__Exercise directions__: Copy each line of the records that holds the string "labeler".

Items from a data source
───

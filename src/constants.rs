// Copyright (c) 2025 Erick Bourgeois, firestoned
// SPDX-License-Identifier: MIT

//! Global constants for the primary labeler.
//!
//! This module contains all numeric and string constants used throughout the codebase.
//! Constants are organized by category for easy maintenance.

// ============================================================================
// API Constants
// ============================================================================

/// Kind name for the `MySQL` resource (also the value of the kind label)
pub const KIND_MYSQL: &str = "MySQL";

/// Kind name for the `MongoDB` resource (also the value of the kind label)
pub const KIND_MONGODB: &str = "MongoDB";

/// Field manager used for label patches
pub const FIELD_MANAGER: &str = "primary-labeler";

// ============================================================================
// Database Protocol Constants
// ============================================================================

/// Well-known `MySQL` port
pub const MYSQL_PORT: u16 = 3306;

/// Database selected when connecting to `MySQL`
pub const MYSQL_DATABASE: &str = "mysql";

/// Host used to reach `MySQL` when running as a sidecar of the monitored pod
pub const MYSQL_LOOPBACK_HOST: &str = "127.0.0.1";

/// Well-known `MongoDB` port
pub const MONGODB_PORT: u16 = 27017;

/// Database the `isMaster` command is issued against
pub const MONGODB_ADMIN_DATABASE: &str = "admin";

/// Time the `MongoDB` driver waits for the target server before giving up on one attempt
pub const MONGODB_SERVER_SELECTION_TIMEOUT_SECS: u64 = 5;

/// Name of the client certificate bundle (certificate followed by key) written for X.509 auth
pub const MONGODB_CLIENT_PEM_FILE: &str = "client.pem";

/// Suffix appended to a statefulset name to form its governing service name
pub const GOVERNING_SERVICE_SUFFIX: &str = "pods";

/// Certificate alias of the `MySQL` server certificate
pub const MYSQL_SERVER_CERT_ALIAS: &str = "server";

/// Certificate alias of the `MongoDB` client certificate
pub const MONGODB_CLIENT_CERT_ALIAS: &str = "client";

// ============================================================================
// Secret Keys
// ============================================================================

/// CA certificate key in TLS secrets
pub const SECRET_KEY_CA_CERT: &str = "ca.crt";

/// Certificate key in TLS secrets
pub const SECRET_KEY_TLS_CERT: &str = "tls.crt";

/// Private key in TLS secrets
pub const SECRET_KEY_TLS_KEY: &str = "tls.key";

/// Username key in basic-auth secrets
pub const SECRET_KEY_USERNAME: &str = "username";

/// Password key in basic-auth secrets
pub const SECRET_KEY_PASSWORD: &str = "password";

// ============================================================================
// Connection Retry Constants
// ============================================================================

/// Interval between connection attempts while the database is unreachable (5 seconds)
pub const CONNECT_RETRY_INTERVAL_SECS: u64 = 5;

/// Total time spent retrying an unreachable database (5 minutes)
pub const CONNECT_RETRY_CEILING_SECS: u64 = 300;

// ============================================================================
// Requeue Constants
// ============================================================================

/// Default number of pods reconciled concurrently
pub const DEFAULT_WORKERS: usize = 2;

/// Default number of requeues before a failing pod is dropped
pub const DEFAULT_MAX_REQUEUES: u32 = 5;

/// Base delay of the per-pod exponential requeue backoff (5ms)
pub const REQUEUE_BASE_DELAY_MILLIS: u64 = 5;

/// Maximum delay of the per-pod exponential requeue backoff (1000 seconds)
pub const REQUEUE_MAX_DELAY_SECS: u64 = 1000;

// ============================================================================
// Watch Constants
// ============================================================================

/// Default period after which a reconciled pod is reconciled again (10 minutes)
pub const DEFAULT_RESYNC_PERIOD_SECS: u64 = 600;

/// Default time allowed for the initial cache synchronization
pub const DEFAULT_CACHE_SYNC_TIMEOUT_SECS: u64 = 120;

// ============================================================================
// Credential Constants
// ============================================================================

/// Default environment variable holding the `MySQL` root username
pub const DEFAULT_MYSQL_ROOT_USERNAME_ENV: &str = "MYSQL_ROOT_USERNAME";

/// Default environment variable holding the `MySQL` root password
pub const DEFAULT_MYSQL_ROOT_PASSWORD_ENV: &str = "MYSQL_ROOT_PASSWORD";

/// Default directory where client certificates are materialized
pub const DEFAULT_CERT_DIR: &str = "/tmp/primary-labeler/certs";

// ============================================================================
// Runtime Constants
// ============================================================================

/// Number of worker threads for Tokio runtime
pub const TOKIO_WORKER_THREADS: usize = 4;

───

__Task answer__:
//! Global constants for the primary labeler.
pub const FIELD_MANAGER: &str = "primary-labeler";
pub const DEFAULT_CERT_DIR: &str = "/tmp/primary-labeler/certs";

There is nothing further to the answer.